FAREWELL, DIANA

  • Her final ceremonial progression through the streets of London raised haunting memories of her first, on a brilliant morning 16 summers ago. That was when a watching world fell in love with the beautiful princess, her new husband by her side, being borne in a carriage toward an enchanted future. Her return journey last Saturday morning carried her, alone, moment by moment, step by cadenced step, inexorably into the past.

    In one sense, though, Diana, Princess of Wales, was not gone. The day before she was blessed and buried, her former mother-in-law, Queen Elizabeth II, made a rare, hastily arranged televised statement putting, after days of puzzling silence, the royal seal on the pain that so many ordinary people had already registered so sharply: "No one who knew Diana will ever forget her," the Queen said, looking directly into the camera lens. "Millions of others who never met her, but felt they knew her, will remember her."

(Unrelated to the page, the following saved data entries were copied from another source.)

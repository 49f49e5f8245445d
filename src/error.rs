use thiserror::Error;

#[derive(Error, Debug)]
pub enum RenderError {
    #[error("IO error: {0}")]
    Io(#[from] std::io::Error),

    #[error("JSON serialization error: {0}")]
    Json(#[from] serde_json::Error),

    #[error("TOML parsing error: {0}")]
    Toml(#[from] toml::de::Error),

    #[error("HTTP request error: {0}")]
    Http(#[from] reqwest::Error),

    #[error("Source download failed: {0}")]
    Download(String),

    #[error("Transcode failed: {message}")]
    Transcode { message: String, stderr: String },

    #[error("Media processing error: {0}")]
    Media(String),

    #[error("Channel error: {0}")]
    Channel(String),

    #[error("Event for project {actual} while observing {expected}")]
    ProtocolMismatch { expected: String, actual: String },

    #[error("Render cancelled")]
    Cancelled,

    #[error("Project not found: {0}")]
    ProjectNotFound(String),

    #[error("Render already in progress for project {0}")]
    AlreadyRendering(String),

    #[error("Configuration error: {0}")]
    Config(String),
}

impl RenderError {
    /// Diagnostic output captured from the failing subprocess, if any.
    pub fn detail(&self) -> Option<&str> {
        match self {
            RenderError::Transcode { stderr, .. } if !stderr.is_empty() => Some(stderr),
            _ => None,
        }
    }
}

pub type Result<T> = std::result::Result<T, RenderError>;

    Nor, in a similar way, was Princess Diana alone during her final public appearance. She was joined by more than a million people in central London who lined the route of her funeral procession; by the 2,000 mourners inside Westminster Abbey who had been invited to attend her funeral service. Tens of thousands more gathered along roadsides to say farewell as she was driven roughly 70 miles northwest of London to Althorp, her family's ancestral home. And across the earth's 24 time zones, hundreds of millions interrupted their waking or sleeping schedules to gather around television sets.

    The pictures they received were arresting and regularly heartbreaking: the pomp, circumstance and pageantry so characteristic of the historic solemnities staged by the British monarchy, but with a contemporary difference, both hip and humanizing, that marked Diana's singular imprint on the House of Windsor and on the world's notion of royal behavior.

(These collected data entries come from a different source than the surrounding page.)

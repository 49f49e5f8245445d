use serde::{Deserialize, Serialize};
use std::path::Path;
use tokio::fs;
use tracing::{debug, info};

use crate::config::SegmenterConfig;
use crate::error::Result;

/// Silence (ms) after which a new caption starts
pub const DEFAULT_MAX_GAP_MS: u64 = 600;
/// Longest joined caption text, in characters
pub const DEFAULT_MAX_CHARS: usize = 42;

/// A single transcribed word with millisecond timing
#[derive(Debug, Clone, PartialEq, Serialize, Deserialize)]
pub struct Word {
    pub start: u64,
    pub end: u64,
    pub text: String,
    #[serde(default = "full_confidence")]
    pub confidence: f32,
}

impl Word {
    pub fn new<S: Into<String>>(start: u64, end: u64, text: S) -> Self {
        Self {
            start,
            end,
            text: text.into(),
            confidence: full_confidence(),
        }
    }

    fn ends_sentence(&self) -> bool {
        self.text.ends_with(['.', '?', '!'])
    }
}

fn full_confidence() -> f32 {
    1.0
}

/// A contiguous run of words shown together on screen
#[derive(Debug, Clone, PartialEq, Serialize, Deserialize)]
pub struct CaptionChunk {
    pub start: u64,
    pub end: u64,
    pub text: String,
}

/// Groups words into caption chunks by silence, length and sentence ends
#[derive(Debug, Clone, Copy)]
pub struct Segmenter {
    pub max_gap_ms: u64,
    pub max_chars: usize,
}

impl Default for Segmenter {
    fn default() -> Self {
        Self {
            max_gap_ms: DEFAULT_MAX_GAP_MS,
            max_chars: DEFAULT_MAX_CHARS,
        }
    }
}

impl From<&SegmenterConfig> for Segmenter {
    fn from(config: &SegmenterConfig) -> Self {
        Self {
            max_gap_ms: config.max_gap_ms,
            max_chars: config.max_chars,
        }
    }
}

impl Segmenter {
    pub fn new(max_gap_ms: u64, max_chars: usize) -> Self {
        Self { max_gap_ms, max_chars }
    }

    pub fn segment(&self, words: &[Word]) -> Vec<CaptionChunk> {
        let mut chunks = Vec::new();
        let mut current: Vec<&Word> = Vec::new();
        let mut current_chars = 0usize;

        for word in words {
            let word_chars = word.text.chars().count();

            if let Some(prev) = current.last() {
                let gap = word.start.saturating_sub(prev.end);
                let joined = current_chars + 1 + word_chars;

                if gap > self.max_gap_ms || joined > self.max_chars || prev.ends_sentence() {
                    chunks.push(flush(&current));
                    current.clear();
                    current_chars = 0;
                }
            }

            current_chars = if current.is_empty() {
                word_chars
            } else {
                current_chars + 1 + word_chars
            };
            current.push(word);
        }

        if !current.is_empty() {
            chunks.push(flush(&current));
        }

        debug!("Segmented {} words into {} captions", words.len(), chunks.len());
        chunks
    }
}

fn flush(words: &[&Word]) -> CaptionChunk {
    let text = words
        .iter()
        .map(|w| w.text.as_str())
        .collect::<Vec<_>>()
        .join(" ");

    CaptionChunk {
        start: words[0].start,
        end: words[words.len() - 1].end,
        text,
    }
}

/// Segment with the default gap and length limits
pub fn segment(words: &[Word]) -> Vec<CaptionChunk> {
    Segmenter::default().segment(words)
}

/// Serialize chunks as a numbered SRT caption track
pub fn to_caption_track(chunks: &[CaptionChunk]) -> String {
    let mut srt_content = String::new();

    for (index, chunk) in chunks.iter().enumerate() {
        srt_content.push_str(&format!(
            "{}\n{} --> {}\n{}\n\n",
            index + 1,
            format_srt_time(chunk.start),
            format_srt_time(chunk.end),
            chunk.text
        ));
    }

    srt_content
}

/// Write the caption track for `chunks` to `output_path`
pub async fn write_caption_track<P: AsRef<Path>>(
    chunks: &[CaptionChunk],
    output_path: P,
) -> Result<()> {
    let output_path = output_path.as_ref();
    info!("Writing caption track: {}", output_path.display());

    fs::write(output_path, to_caption_track(chunks)).await?;
    Ok(())
}

/// Format milliseconds as HH:MM:SS,mmm
pub fn format_srt_time(total_milliseconds: u64) -> String {
    let hours = total_milliseconds / 3_600_000;
    let minutes = (total_milliseconds % 3_600_000) / 60_000;
    let secs = (total_milliseconds % 60_000) / 1_000;
    let millis = total_milliseconds % 1_000;

    format!("{:02}:{:02}:{:02},{:03}", hours, minutes, secs, millis)
}

#[cfg(test)]
mod tests {
    use super::*;

    fn words(spec: &[(u64, u64, &str)]) -> Vec<Word> {
        spec.iter().map(|&(s, e, t)| Word::new(s, e, t)).collect()
    }

    fn assert_well_formed(input: &[Word], chunks: &[CaptionChunk]) {
        for pair in chunks.windows(2) {
            assert!(pair[0].end <= pair[1].start, "chunks overlap: {:?}", pair);
        }
        for chunk in chunks {
            assert!(chunk.start <= chunk.end);
        }
        let original = input.iter().map(|w| w.text.as_str()).collect::<Vec<_>>().join(" ");
        let rebuilt = chunks.iter().map(|c| c.text.as_str()).collect::<Vec<_>>().join(" ");
        assert_eq!(original, rebuilt);
    }

    #[test]
    fn test_format_srt_time() {
        assert_eq!(format_srt_time(0), "00:00:00,000");
        assert_eq!(format_srt_time(65_123), "00:01:05,123");
        assert_eq!(format_srt_time(3_661_500), "01:01:01,500");
        assert_eq!(format_srt_time(36_000_007), "10:00:00,007");
    }

    #[test]
    fn test_empty_input_yields_empty_track() {
        assert!(segment(&[]).is_empty());
        assert_eq!(to_caption_track(&segment(&[])), "");
    }

    #[test]
    fn test_gap_over_threshold_splits() {
        let input = words(&[(0, 400, "Hello"), (1200, 1500, "world")]);
        let chunks = segment(&input);

        assert_eq!(chunks.len(), 2);
        assert_eq!(chunks[0], CaptionChunk { start: 0, end: 400, text: "Hello".into() });
        assert_eq!(chunks[1], CaptionChunk { start: 1200, end: 1500, text: "world".into() });
    }

    #[test]
    fn test_gap_at_threshold_keeps_chunk() {
        let input = words(&[(0, 400, "Hello"), (1000, 1500, "world")]);
        let chunks = segment(&input);

        assert_eq!(chunks.len(), 1);
        assert_eq!(chunks[0].text, "Hello world");
        assert_eq!((chunks[0].start, chunks[0].end), (0, 1500));
    }

    #[test]
    fn test_sentence_end_always_splits() {
        let input = words(&[(0, 100, "Go."), (100, 200, "Now"), (200, 300, "why?"), (300, 400, "Yes!"), (400, 500, "ok")]);
        let chunks = segment(&input);

        let texts: Vec<_> = chunks.iter().map(|c| c.text.as_str()).collect();
        assert_eq!(texts, vec!["Go.", "Now why?", "Yes!", "ok"]);
        assert_well_formed(&input, &chunks);
    }

    #[test]
    fn test_char_limit_breaks_before_overflow() {
        let lyric = "we were dancing in the kitchen light until the morning came around again";
        let input: Vec<Word> = lyric
            .split(' ')
            .enumerate()
            .map(|(i, t)| Word::new(i as u64 * 300, i as u64 * 300 + 250, t))
            .collect();

        let chunks = segment(&input);

        assert!(chunks.len() > 1);
        for chunk in &chunks {
            assert!(chunk.text.chars().count() <= DEFAULT_MAX_CHARS, "too long: {}", chunk.text);
        }
        // Each break happens only because the next word would not fit
        for pair in chunks.windows(2) {
            let next_word = pair[1].text.split(' ').next().unwrap();
            assert!(pair[0].text.chars().count() + 1 + next_word.chars().count() > DEFAULT_MAX_CHARS);
        }
        assert_well_formed(&input, &chunks);
    }

    #[test]
    fn test_oversized_single_word_is_its_own_chunk() {
        let long = "a".repeat(60);
        let input = words(&[(0, 100, "hi"), (100, 200, &long), (200, 300, "there")]);
        let chunks = Segmenter::default().segment(&input);

        assert_eq!(chunks.len(), 3);
        assert_eq!(chunks[1].text, long);
        assert_well_formed(&input, &chunks);
    }

    #[test]
    fn test_custom_limits() {
        let input = words(&[(0, 100, "one"), (250, 300, "two"), (320, 400, "three")]);
        let chunks = Segmenter::new(100, 100).segment(&input);

        let texts: Vec<_> = chunks.iter().map(|c| c.text.as_str()).collect();
        assert_eq!(texts, vec!["one", "two three"]);
    }

    #[test]
    fn test_caption_track_format() {
        let chunks = vec![
            CaptionChunk { start: 0, end: 1_250, text: "Hello there".into() },
            CaptionChunk { start: 61_000, end: 3_723_004, text: "world".into() },
        ];

        assert_eq!(
            to_caption_track(&chunks),
            "1\n00:00:00,000 --> 00:00:01,250\nHello there\n\n\
             2\n00:01:01,000 --> 01:02:03,004\nworld\n\n"
        );
    }

    #[tokio::test]
    async fn test_write_caption_track() {
        let dir = tempfile::tempdir().unwrap();
        let path = dir.path().join("captions.srt");
        let chunks = segment(&words(&[(0, 400, "Hello"), (1200, 1500, "world")]));

        write_caption_track(&chunks, &path).await.unwrap();

        let written = std::fs::read_to_string(&path).unwrap();
        assert!(written.starts_with("1\n00:00:00,000 --> 00:00:00,400\nHello\n\n2\n"));
    }

    #[test]
    fn test_word_confidence_defaults_when_missing() {
        let word: Word = serde_json::from_str(r#"{"start": 10, "end": 20, "text": "la"}"#).unwrap();
        assert_eq!(word, Word::new(10, 20, "la"));
        assert_eq!(word.confidence, 1.0);
    }

    /// Deterministic word sequences mixing gaps, lengths and punctuation
    fn generated(seed: u64, count: usize, limits: &Segmenter) -> Vec<Word> {
        let mut state = seed;
        let mut next = move |bound: u64| {
            state = state.wrapping_mul(6364136223846793005).wrapping_add(1442695040888963407);
            (state >> 33) % bound
        };

        let mut words = Vec::with_capacity(count);
        let mut clock = 0u64;
        for _ in 0..count {
            let gap = match next(5) {
                0 => limits.max_gap_ms,
                1 => limits.max_gap_ms + 1,
                2 => 0,
                _ => next(limits.max_gap_ms),
            };
            let len = match next(8) {
                0 => limits.max_chars,
                1 => limits.max_chars + 3,
                _ => 1 + next(9) as usize,
            };
            let mut text = "x".repeat(len);
            match next(6) {
                0 => text.push('.'),
                1 => text.push('?'),
                2 => text.push('!'),
                _ => {}
            }

            let start = clock + gap;
            let end = start + 50 + next(400);
            words.push(Word::new(start, end, text));
            clock = end;
        }
        words
    }

    #[test]
    fn test_segment_invariants_on_generated_sequences() {
        for limits in [Segmenter::default(), Segmenter::new(200, 12)] {
            for seed in 0..200u64 {
                let input = generated(seed, 1 + (seed % 40) as usize, &limits);
                let chunks = limits.segment(&input);
                assert_well_formed(&input, &chunks);

                let mut remaining = input.as_slice();
                for chunk in &chunks {
                    let taken = chunk.text.split(' ').count();
                    let (members, rest) = remaining.split_at(taken);
                    remaining = rest;

                    assert_eq!(chunk.start, members[0].start);
                    assert_eq!(chunk.end, members[taken - 1].end);
                    if taken > 1 {
                        assert!(chunk.text.chars().count() <= limits.max_chars, "seed {}: {}", seed, chunk.text);
                    }
                    for pair in members.windows(2) {
                        assert!(pair[1].start - pair[0].end <= limits.max_gap_ms, "seed {}", seed);
                        assert!(!pair[0].ends_sentence(), "seed {}", seed);
                    }
                }
                assert!(remaining.is_empty());
            }
        }
    }

    #[test]
    fn test_word_exactly_at_char_limit_fits_alone() {
        let full = "y".repeat(DEFAULT_MAX_CHARS);
        let input = words(&[(0, 100, &full), (100, 200, "a")]);
        let chunks = segment(&input);

        let texts: Vec<_> = chunks.iter().map(|c| c.text.as_str()).collect();
        assert_eq!(texts, vec![full.as_str(), "a"]);
    }
}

    Even her coffin captured this mixture of the traditional and the personal. It was draped with the royal standard; on top of that rested a spray of white lilies, Diana's favorite flower. And there was something else: a bouquet of white tulips from Prince William and a wreath of white roses with a card bearing the handwritten word Mummy from Prince Harry.

    Diana's cortege was joined along the way by five of the men in her life: her ex-husband and former father-in-law, Prince Charles and Prince Philip; her brother Charles, Earl Spencer; and her two sons, Prince William, 15, and Prince Harry, who will turn 13 next week. They walked behind her coffin, and then so did five representatives from each of the 110 charities with which Diana had been associated. A few were in wheelchairs, a few more on crutches. They were not the sort of people ordinarily invited to march in royal processions, but they were Diana's people.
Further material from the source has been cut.